POR PASCUAL SÁNCHEZ

Se cumplen por estas fechas 19 años de la muerte de Ildefonso Gil. Releyendo uno de sus libros “LA MUERTE HIZO SU AGOSTO” encuentro curiosas historias que el Padre la las Letras Aragonesas contaba como ocurridas en Daroca, aunque renombrada en sus relatos como Pinarillo.
Cadola y Chorlito eran dos de sus protagonistas, curiosos personajes clientes habituales de la taberna de peor fama de Daroca, la única en la que se permitía la entrada a gitanos y quincalleros.


Trabajaban esporádicamente en tareas que resultaban desagradables para la mayoría, como limpiar pozos negros y recoger aliagas para las ollerías, tejerías y matachines o acudir a la estación cuando llegaba un tren y a cambio de unas perrillas llevar los bultos de los viajeros hasta Daroca. Eran amigos inseparables a pesar de que años atrás ambos protagonizaron un suceso que acabó con uno de ellos en el hospital y el otro en la cárcel. Ocurrió en la mencionada taberna.
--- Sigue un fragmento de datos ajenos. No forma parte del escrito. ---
//! Moderation request orchestration.
//!
//! ```text
//! action valid? ──no──▶ 400
//!      │
//! entity known? ──no──▶ 410  (logs "Not Found")
//!      │
//! authenticated? ─no──▶ 401  (reason logged by the verifier)
//!      │
//! dispatch ─────────────▶ 200
//! ```

use std::sync::Arc;

use tracing::{debug, info};

use crate::auth::{RequestContext, SignatureVerifier};
use crate::diagnostics::{LogEntry, LogSink};
use crate::moderation::ports::{ActionDispatcher, EntityMapping};
use crate::moderation::types::{ModerationAction, ModerationOutcome};

/// Handles inbound moderation callbacks.
///
/// Stateless apart from its injected collaborators; one instance serves
/// every request.
pub struct ModerationHandler {
    mapping: Arc<dyn EntityMapping>,
    verifier: SignatureVerifier,
    dispatcher: Arc<dyn ActionDispatcher>,
    sink: Arc<dyn LogSink>,
}

impl ModerationHandler {
    pub fn new(
        mapping: Arc<dyn EntityMapping>,
        verifier: SignatureVerifier,
        dispatcher: Arc<dyn ActionDispatcher>,
        sink: Arc<dyn LogSink>,
    ) -> Self {
        Self {
            mapping,
            verifier,
            dispatcher,
            sink,
        }
    }

    /// Handle a request to apply `action` to `content_id`.
    pub fn handle(
        &self,
        content_id: &str,
        action: &str,
        request: &RequestContext,
    ) -> ModerationOutcome {
        let action: ModerationAction = match action.parse() {
            Ok(a) => a,
            Err(()) => {
                debug!(content_id = %content_id, action = %action, "moderation_invalid_action");
                return ModerationOutcome::BadRequest;
            }
        };

        let entity = match self.mapping.lookup(content_id) {
            Some(e) => e,
            None => {
                self.sink.record(
                    LogEntry::new("Not Found")
                        .with("request", request.request_line())
                        .with("content_id", content_id),
                );
                return ModerationOutcome::Gone;
            }
        };

        if !self.verifier.authenticate(request) {
            return ModerationOutcome::Unauthorized;
        }

        self.dispatcher.dispatch(content_id, &entity, action);

        info!(
            content_id = %content_id,
            entity_type = %entity.entity_type,
            entity_id = %entity.entity_id,
            action = %action,
            "moderation_dispatched"
        );

        ModerationOutcome::Success
    }
}

impl std::fmt::Debug for ModerationHandler {
    fn fmt(&self, f: &mut std::fmt::Formatter<'_>) -> std::fmt::Result {
        f.debug_struct("ModerationHandler")
            .field("verifier", &self.verifier)
            .finish_non_exhaustive()
    }
}

#[cfg(test)]
mod tests {
    use super::*;
    use crate::diagnostics::MemorySink;
    use crate::moderation::ports::{MemoryEntityMapping, RecordingDispatcher};
    use crate::moderation::types::EntityRef;
    use crate::store::{ConfigStore, MemoryStore, PUBLIC_KEY};
    use crate::test_support::{credentials, signed_request, SITE_URL};
    use crate::util::ManualClock;

    const NOW: i64 = 1_700_000_000;
    const PATH: &str = "/moderation/abc123/spam";

    struct Fixture {
        handler: ModerationHandler,
        store: Arc<MemoryStore>,
        dispatcher: Arc<RecordingDispatcher>,
        sink: Arc<MemorySink>,
    }

    fn fixture() -> Fixture {
        let store = Arc::new(MemoryStore::new());
        credentials().save(store.as_ref()).unwrap();

        let mapping = Arc::new(MemoryEntityMapping::new());
        mapping.insert("abc123", EntityRef::new("comment", "42"));

        let clock = Arc::new(ManualClock::new(NOW));
        let sink = Arc::new(MemorySink::new());
        let dispatcher = Arc::new(RecordingDispatcher::new());
        let verifier = SignatureVerifier::new(SITE_URL, store.clone(), clock, 900, sink.clone());

        Fixture {
            handler: ModerationHandler::new(mapping, verifier, dispatcher.clone(), sink.clone()),
            store,
            dispatcher,
            sink,
        }
    }

    #[test]
    fn test_valid_spam_request_dispatched() {
        let f = fixture();
        let req = signed_request("POST", PATH, b"", "nonce-1", NOW);

        let outcome = f.handler.handle("abc123", "spam", &req);

        assert_eq!(outcome, ModerationOutcome::Success);
        assert_eq!(outcome.status(), None);
        let calls = f.dispatcher.calls();
        assert_eq!(calls.len(), 1);
        assert_eq!(calls[0].content_id, "abc123");
        assert_eq!(calls[0].entity, EntityRef::new("comment", "42"));
        assert_eq!(calls[0].action, ModerationAction::Spam);
        assert!(f.sink.entries().is_empty());
    }

    #[test]
    fn test_invalid_action_short_circuits() {
        let f = fixture();
        // Unknown content and no auth: neither is consulted
        let req = RequestContext::new("POST", "/moderation/nope/publish");

        for action in ["publish", "SPAM", "", "approve "] {
            assert_eq!(
                f.handler.handle("nope", action, &req),
                ModerationOutcome::BadRequest
            );
        }
        assert!(f.sink.entries().is_empty());
        assert!(f.dispatcher.calls().is_empty());
    }

    #[test]
    fn test_unknown_content_is_gone() {
        let f = fixture();
        let req = signed_request("POST", "/moderation/missing/approve", b"", "n1", NOW);

        assert_eq!(
            f.handler.handle("missing", "approve", &req),
            ModerationOutcome::Gone
        );
        assert_eq!(f.sink.messages(), vec!["Not Found"]);
        assert!(f.dispatcher.calls().is_empty());
    }

    #[test]
    fn test_unknown_content_does_not_consume_nonce() {
        let f = fixture();
        let req = signed_request("POST", PATH, b"", "n1", NOW);
        f.handler.handle("missing", "spam", &req);

        assert_eq!(f.handler.handle("abc123", "spam", &req), ModerationOutcome::Success);
    }

    #[test]
    fn test_bad_signature_unauthorized() {
        let f = fixture();
        let req = signed_request("POST", PATH, b"", "n1", NOW);
        // Signed for a different action
        let req = RequestContext {
            path: "/moderation/abc123/delete".to_string(),
            ..req
        };

        assert_eq!(
            f.handler.handle("abc123", "delete", &req),
            ModerationOutcome::Unauthorized
        );
        assert_eq!(f.sink.messages(), vec!["Invalid authentication signature"]);
        assert!(f.dispatcher.calls().is_empty());
    }

    #[test]
    fn test_replayed_request_unauthorized() {
        let f = fixture();
        let req = signed_request("POST", PATH, b"", "n1", NOW);

        assert_eq!(f.handler.handle("abc123", "spam", &req), ModerationOutcome::Success);
        assert_eq!(
            f.handler.handle("abc123", "spam", &req),
            ModerationOutcome::Unauthorized
        );
        assert_eq!(f.sink.messages(), vec!["Replay attack"]);
        assert_eq!(f.dispatcher.calls().len(), 1);
    }

    #[test]
    fn test_missing_configuration_unauthorized() {
        let f = fixture();
        f.store.delete(PUBLIC_KEY).unwrap();
        let req = signed_request("POST", PATH, b"", "n1", NOW);

        assert_eq!(
            f.handler.handle("abc123", "spam", &req),
            ModerationOutcome::Unauthorized
        );
        assert_eq!(f.sink.messages(), vec!["Missing module configuration"]);
    }

    #[test]
    fn test_form_parameters_are_part_of_signature() {
        let f = fixture();
        let req = signed_request("POST", PATH, b"reason=abusive+language", "n1", NOW);
        assert_eq!(f.handler.handle("abc123", "spam", &req), ModerationOutcome::Success);
    }
}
Cadola y Chorlito se pusieron a emular una faena taurina para entretener a la clientela a cambio de unos vasos de vino.


Cadola hacía de toro y Chorlito era el torero. Cuando llegó el momento de “entrar a matar”, este se colocó gallardo frente al “toro” con su dedo corazón apuntando a la nuca de Cadola y “ejecutó una certera estocada al astado que cayó fulminado”. Los asistentes al festejo aplaudieron, vitorearon, y pidieron la oreja del “toro”. Tan entregado estaba Chorlito que se agachó hacia Cadola y le arrancó la oreja de un mordisco, trofeo que mostró orgulloso a los espantados asistentes. El “matador” acabó en la cárcel y el “toro” en el hospital de Zaragoza.


Cuando Chorlito salió de la cárcel se fue a la puerta del hospital y esperó a que saliese Cadola, y al verse se abrazaron y volvieron juntos a Daroca. Si ya eran amigos antes, a partir de ese momento serían inseparables. Pasaron los años y la salud de ambos comenzó a quebrarse. Cadola, antaño fuerte y enérgico, apenas se tenía en pié si no era con la ayuda de su amigo.


Un buen día, Chorlito fue requerido por un afamado músico darocense para que recogiese berros y puntas de zarza tiernas para sus tortillas. Estas plantas solamente se encontraban en las orillas de los ríos, muy próximas al agua y el desdichado cayó al Jiloca justo donde había una poza y desapareció en ella. Nadie lo echó en falta durante un par de días salvo Cadola que pidió a varios vecinos que saliesen en su busca, pero el Chorlito no aparecía por ningún lado. Unos días más tarde, cuando ya nadie lo buscaba, había un grupo de mujeres lavando junto al molino viejo y de pronto apareció el cuerpo del infortunado. Una vez dada la autorización judicial fue llevado a la losa en cuya puerta se sentó Cadola durante horas y la gente recordó aquella otra ocasión en que Chorlito esperó horas y horas a que Cadola saliese del Hospital, pero esta vez Chorlito y Cadola no volverían a reencontrarse.
Al funeral acudió mucho personal, sin embargo Cadola no tuvo valor para ir, además de que apenas podía tenerse en pie. Se mantuvo sentado en la puerta de la losa lloriqueando y gimoteando durante horas y la gente que pasaba le dedicaba palabras de sentimiento y consuelo.
-Probe, que muerte más mala ha tenido


dijo una mujer poniendo su mano sobre el hombro de Cadola.
-La “pior”,
respondió él
-¡Entripadico de agua!
Y estas fueron las últimas palabras que pronunció en su vida. Falleció a los pocos días y fue enterrado justo al lado de Chorlito.